Context about the outcome is provided by executing the appropriate method and through the Error classes defined by the Application layer. The way the translation is handled depends on the execution environment and your application protocol. Response Senders are defined for all the supported environments. Feel free to define your own, to fit the needs of your service!

Application Layer

TBD

Infrastructure Layer

The Infrastructure layer provides various bits and pieces that you may need while developing your service. One of the most important element is the IEnvironmentVariablesProvider.

The Environment Variables Provider allows you to acquire the value of various environment variables. Two concrete implementations are provided, one that acquires the environment variables from the process global available from within AWS Lambda, and the EnvironmentVariablesCatalog, used to pre-configure a set of environment variables, mainly for testing purposes.

EnvironmentVariablesProvider

Bootstrapping

Bootstrapping is handled by the IBootstrapper element, available in the Environment layer. A Bootstrapper must be able to run initialization operations and to clean-up any unmanaged resources. The Bootstrapper may use a Response Sender to intermediate the communication with the initiator, in exceptional cases, such as uncaught exceptions handling.

Bootstrapping

Bootstrapping an AWS Lambda service must account for the fact that the same AWS Lambda Container may be used for multiple invocations. This is an advantage, as expensive initialization operations do not have to be repeated every time the AWS Lambda Function is invoked, but may catch you off guard if you do not take the necessary measures to ensure that the bootstrapping sequence is safely repeatable after the clean-up operations are carried out.

R2D2's built in bootstrapper accounts for this aspect by spliting the bootstrapping sequence in two steps. The first step configures the environment - in other words, it carries out bootstrapping operations that should be re-used between subsequent invocations - while the second step configures the instance - it carries out bootstrapping operations that are only applicable to the current call. When using the built in bootstrapper, you must ensure that the bootstrapping operations carried out during the instance configuration stepts are repeatable after the clean-up operations are carried out.

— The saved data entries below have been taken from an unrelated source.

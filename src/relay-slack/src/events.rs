//! Socket Mode envelopes and the events carried in them.
//!
//! Only direct messages from people reach the relay; everything else is
//! acknowledged and dropped.

use relay_core::InboundMessage;
use serde::{Deserialize, Serialize};
use tracing::debug;

use crate::error::{SlackError, SlackResult};

/// Slack event types that we handle.
#[derive(Debug, Clone)]
pub enum SlackEvent {
    /// Message event.
    Message(MessageEvent),
    /// Any other event type.
    Unknown,
}

/// Event payload for messages.
#[derive(Debug, Clone, Deserialize)]
pub struct MessageEvent {
    /// User who sent the message.
    pub user: Option<String>,
    /// Text of the message.
    #[serde(default)]
    pub text: String,
    /// Channel where the message was sent.
    pub channel: String,
    /// Channel type (im, channel, group, mpim).
    pub channel_type: Option<String>,
    /// Timestamp of the message.
    #[serde(default)]
    pub ts: String,
    /// Subtype of message (e.g., "bot_message", "message_changed").
    pub subtype: Option<String>,
    /// Bot ID (if message is from a bot).
    pub bot_id: Option<String>,
}

impl MessageEvent {
    /// Check if this is a direct message.
    pub fn is_direct_message(&self) -> bool {
        self.channel_type.as_deref() == Some("im")
    }

    /// Check if this is a bot message (should be ignored).
    pub fn is_bot_message(&self) -> bool {
        self.bot_id.is_some()
    }

    /// Normalize for the router.
    ///
    /// Returns `None` unless this is a plain direct message written by a
    /// person: edits, deletions, joins and the bot's own posts all carry a
    /// subtype or a bot id.
    pub fn to_inbound(&self) -> Option<InboundMessage> {
        if !self.is_direct_message() || self.is_bot_message() || self.subtype.is_some() {
            return None;
        }
        let user = self.user.as_deref()?;

        Some(InboundMessage::new(user, &self.channel, &self.text))
    }
}

/// Socket Mode envelope wrapping events.
#[derive(Debug, Clone, Deserialize)]
pub struct SocketModeEnvelope {
    /// Envelope ID for acknowledgment. Absent on `hello` and `disconnect`.
    #[serde(default)]
    pub envelope_id: Option<String>,
    /// Type of payload.
    #[serde(rename = "type")]
    pub envelope_type: String,
    /// Actual payload.
    pub payload: Option<EventPayload>,
    /// Reason given with `disconnect` envelopes.
    pub reason: Option<String>,
}

/// Event callback payload.
#[derive(Debug, Clone, Deserialize)]
pub struct EventPayload {
    /// The actual event.
    pub event: Option<serde_json::Value>,
}

/// Socket Mode acknowledgment response.
#[derive(Debug, Clone, Serialize)]
pub struct SocketModeAck {
    /// Envelope ID being acknowledged.
    pub envelope_id: String,
}

impl SocketModeAck {
    /// Create a simple acknowledgment.
    pub fn new(envelope_id: impl Into<String>) -> Self {
        Self {
            envelope_id: envelope_id.into(),
        }
    }
}

/// What the bot should do with an envelope once it is acknowledged.
#[derive(Debug, Clone, PartialEq, Eq)]
pub enum EnvelopeAction {
    /// Hand the message to the router.
    Relay(InboundMessage),
    /// Slack is about to close this connection; open a new one.
    Reconnect,
    /// Nothing to do.
    Ignore,
}

/// Parse a raw event from the Socket Mode envelope.
pub fn parse_event(payload: &EventPayload) -> SlackResult<SlackEvent> {
    let event_json = payload
        .event
        .as_ref()
        .ok_or_else(|| SlackError::InvalidPayload("Missing event field".to_string()))?;

    // Get event type
    let event_type = event_json
        .get("type")
        .and_then(|t| t.as_str())
        .unwrap_or("unknown");

    debug!("Parsing event type: {}", event_type);

    match event_type {
        "message" => {
            let event: MessageEvent = serde_json::from_value(event_json.clone())?;
            Ok(SlackEvent::Message(event))
        }
        _ => Ok(SlackEvent::Unknown),
    }
}

/// Decide what to do with an envelope.
pub fn classify_envelope(envelope: &SocketModeEnvelope) -> SlackResult<EnvelopeAction> {
    match envelope.envelope_type.as_str() {
        "events_api" => {
            let Some(payload) = &envelope.payload else {
                return Ok(EnvelopeAction::Ignore);
            };
            match parse_event(payload)? {
                SlackEvent::Message(event) => Ok(event
                    .to_inbound()
                    .map_or(EnvelopeAction::Ignore, EnvelopeAction::Relay)),
                SlackEvent::Unknown => Ok(EnvelopeAction::Ignore),
            }
        }
        "disconnect" => Ok(EnvelopeAction::Reconnect),
        _ => Ok(EnvelopeAction::Ignore),
    }
}
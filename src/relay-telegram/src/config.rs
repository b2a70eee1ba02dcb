//! Configuration for the Telegram adapter.

use std::time::Duration;

use secrecy::{ExposeSecret, SecretString};

use crate::error::{TelegramError, TelegramResult};

/// Public Bot API endpoint.
pub const DEFAULT_API_BASE: &str = "https://api.telegram.org";

/// Configuration for the Telegram adapter.
#[derive(Clone)]
pub struct TelegramConfig {
    /// Bot token from @BotFather.
    token: SecretString,
    /// The only user the bot answers.
    allowed_user_id: i64,
    /// Bot API base URL, without a trailing slash.
    api_base: String,
    /// Long-poll timeout passed to `getUpdates`.
    poll_timeout: Duration,
    /// Pause after a failed poll.
    retry_delay: Duration,
}

impl std::fmt::Debug for TelegramConfig {
    fn fmt(&self, f: &mut std::fmt::Formatter<'_>) -> std::fmt::Result {
        f.debug_struct("TelegramConfig")
            .field("token", &"[REDACTED]")
            .field("allowed_user_id", &self.allowed_user_id)
            .field("api_base", &self.api_base)
            .field("poll_timeout", &self.poll_timeout)
            .field("retry_delay", &self.retry_delay)
            .finish()
    }
}

impl TelegramConfig {
    /// Create a new configuration against the public Bot API.
    pub fn new(token: impl Into<String>, allowed_user_id: i64) -> Self {
        Self {
            token: SecretString::new(token.into().into()),
            allowed_user_id,
            api_base: DEFAULT_API_BASE.to_string(),
            poll_timeout: Duration::from_secs(60),
            retry_delay: Duration::from_secs(5),
        }
    }

    /// Use another Bot API server (a local `telegram-bot-api`, or a mock).
    pub fn with_api_base(mut self, api_base: impl Into<String>) -> Self {
        self.api_base = api_base.into().trim_end_matches('/').to_string();
        self
    }

    /// Set the long-poll timeout.
    pub fn with_poll_timeout(mut self, timeout: Duration) -> Self {
        self.poll_timeout = timeout;
        self
    }

    /// Set the pause after a failed poll.
    pub fn with_retry_delay(mut self, delay: Duration) -> Self {
        self.retry_delay = delay;
        self
    }

    /// Get the bot token.
    pub fn token(&self) -> &str {
        self.token.expose_secret()
    }

    /// Get the allowed user id.
    pub fn allowed_user_id(&self) -> i64 {
        self.allowed_user_id
    }

    /// Get the API base URL.
    pub fn api_base(&self) -> &str {
        &self.api_base
    }

    /// Get the long-poll timeout.
    pub fn poll_timeout(&self) -> Duration {
        self.poll_timeout
    }

    /// Get the retry delay.
    pub fn retry_delay(&self) -> Duration {
        self.retry_delay
    }

    /// Validate the configuration.
    pub fn validate(&self) -> TelegramResult<()> {
        if self.token.expose_secret().is_empty() {
            return Err(TelegramError::Config("Bot token is empty".to_string()));
        }
        if self.api_base.is_empty() {
            return Err(TelegramError::Config("API base URL is empty".to_string()));
        }
        Ok(())
    }
}
//! Gemini CLI backend.
//!
//! Runs `gemini -p ... --output-format stream-json` and folds the emitted
//! event stream into one chat response. Assistant messages seen before the
//! final result are kept and shown as a "thinking" section above it.

use async_trait::async_trait;
use serde::Deserialize;
use tracing::{debug, warn};

use crate::config::ExecutorConfig;
use crate::executor::{DONE_MARKER, Execution, Executor};
use crate::process::{CliInvocation, run_cli};

const DEFAULT_PROGRAM: &str = "gemini";
const API_KEY_ENV: &str = "GEMINI_API_KEY";

/// Model value that means "let the CLI choose".
const AUTO_MODEL: &str = "auto";

const THINKING_HEADING: &str = "🧠 *Thinking:*\n";
const RESPONSE_HEADING: &str = "📋 *Response:*\n";
const SECTION_DIVIDER: &str = "\n---\n\n";

/// One line of `--output-format stream-json`.
#[derive(Debug, Deserialize)]
struct StreamEvent {
    #[serde(rename = "type", default)]
    event_type: String,
    #[serde(default)]
    session_id: Option<String>,
    #[serde(default)]
    role: Option<String>,
    #[serde(default)]
    content: Option<String>,
    #[serde(default)]
    response: Option<String>,
    /// Either a plain string or an object with a `message` field.
    #[serde(default)]
    error: Option<serde_json::Value>,
    #[serde(default)]
    message: Option<String>,
}

impl StreamEvent {
    fn error_message(&self) -> Option<String> {
        let from_error = match &self.error {
            Some(serde_json::Value::String(s)) => Some(s.clone()),
            Some(serde_json::Value::Object(map)) => map
                .get("message")
                .and_then(|m| m.as_str())
                .map(|s| s.to_string()),
            _ => None,
        };

        from_error
            .filter(|s| !s.is_empty())
            .or_else(|| self.message.clone().filter(|s| !s.is_empty()))
    }
}

/// Executor backed by the Gemini CLI.
#[derive(Debug, Clone)]
pub struct GeminiExecutor {
    config: ExecutorConfig,
}

impl GeminiExecutor {
    /// Create a new Gemini executor.
    pub fn new(config: ExecutorConfig) -> Self {
        Self { config }
    }

    fn build_args(&self, prompt: &str, session_id: Option<&str>) -> Vec<String> {
        let mut args = vec![
            "-p".to_string(),
            prompt.to_string(),
            "--yolo".to_string(),
            "--include-directories".to_string(),
            self.config.vault_path().to_string_lossy().into_owned(),
            "--output-format".to_string(),
            "stream-json".to_string(),
        ];

        let model = self.config.model();
        if !model.is_empty() && model != AUTO_MODEL {
            args.push("-m".to_string());
            args.push(model.to_string());
        }

        if let Some(id) = session_id.filter(|id| !id.is_empty()) {
            args.push("--resume".to_string());
            args.push(id.to_string());
        }

        args
    }
}

/// Fold newline-delimited JSON events into a response.
fn parse_stream_output(output: &str) -> Execution {
    let mut session_id: Option<String> = None;
    let mut thinking: Vec<String> = Vec::new();
    let mut final_result: Option<String> = None;

    for line in output.lines().map(str::trim) {
        // The CLI mixes status lines ("YOLO mode is enabled...") into stdout.
        if !line.starts_with('{') {
            continue;
        }

        let event: StreamEvent = match serde_json::from_str(line) {
            Ok(event) => event,
            Err(e) => {
                warn!("Failed to parse Gemini JSON event: {}", e);
                continue;
            }
        };

        match event.event_type.as_str() {
            "init" => {
                session_id = event.session_id;
            }
            "message" => {
                if event.role.as_deref() == Some("assistant") {
                    if let Some(content) = event.content.filter(|c| !c.is_empty()) {
                        thinking.push(content);
                    }
                }
            }
            "result" => {
                if let Some(response) = event.response.filter(|r| !r.is_empty()) {
                    final_result = Some(response);
                }
            }
            "error" => {
                if let Some(message) = event.error_message() {
                    return Execution::new(format!("❌ Error: {}", message), session_id);
                }
            }
            other => {
                debug!("Skipping Gemini event type: {}", other);
            }
        }
    }

    Execution::new(compose_response(&thinking, final_result), session_id)
}

fn compose_response(thinking: &[String], final_result: Option<String>) -> String {
    let mut result = String::new();

    if !thinking.is_empty() {
        result.push_str(THINKING_HEADING);
        for step in thinking {
            result.push_str("• ");
            result.push_str(step);
            result.push('\n');
        }
        result.push_str(SECTION_DIVIDER);
    }

    match final_result.as_deref().or(thinking.last().map(String::as_str)) {
        Some(response) => {
            result.push_str(RESPONSE_HEADING);
            result.push_str(response);
        }
        None => result.push_str(DONE_MARKER),
    }

    result
}

#[async_trait]
impl Executor for GeminiExecutor {
    async fn execute(&self, prompt: &str, session_id: Option<&str>) -> Execution {
        // Without a key the CLI falls back to its own OAuth login.
        let env = if self.config.has_api_key() {
            Some((API_KEY_ENV, self.config.api_key()))
        } else {
            None
        };

        let invocation = CliInvocation {
            program: self.config.program_or(DEFAULT_PROGRAM),
            args: self.build_args(prompt, session_id),
            cwd: self.config.vault_path(),
            env,
        };

        match run_cli(invocation).await {
            Ok(raw) => parse_stream_output(&raw),
            Err(e) => {
                warn!("Gemini invocation failed: {}", e);
                Execution::failed(&e.user_detail())
            }
        }
    }

    fn name(&self) -> &str {
        "Gemini"
    }
}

R2D2's built in bootstrapper also installs global handlers for uncaught errors or Promise rejections, replacing any existing handlers.

The Lambda Handler

TBD

Pings

If you've ever developed an AWS Lambda service that does not get a lot of usage, you've known the pain of waiting for the Lambda containers to "warm up", and you've probably solved that by pinging your Lambda functions so that at least one container would be "warm" at all times.

R2D2's offers a built-in mechanism to handle ping events without having them reach the Application layer. To ping R2D2 backed Lambda Functions using the built-in protocol, specify the following event:

{
    "___PING___": 1
}

You will receive the following response:

{
    "___PONG___": 1
}

Don't like the built in protocol? Feel free to define your own, so that it fits your service's needs!

Execution Environments

R2D2 can be extended to support any AWS Lambda Trigger. Some of the built-in execution environments are:

  • API Gateway
  • SNS
  • SQS
  • Scheduler

Not quite what you need? Help us by building the translation elements for your target environment and make them part of R2D2!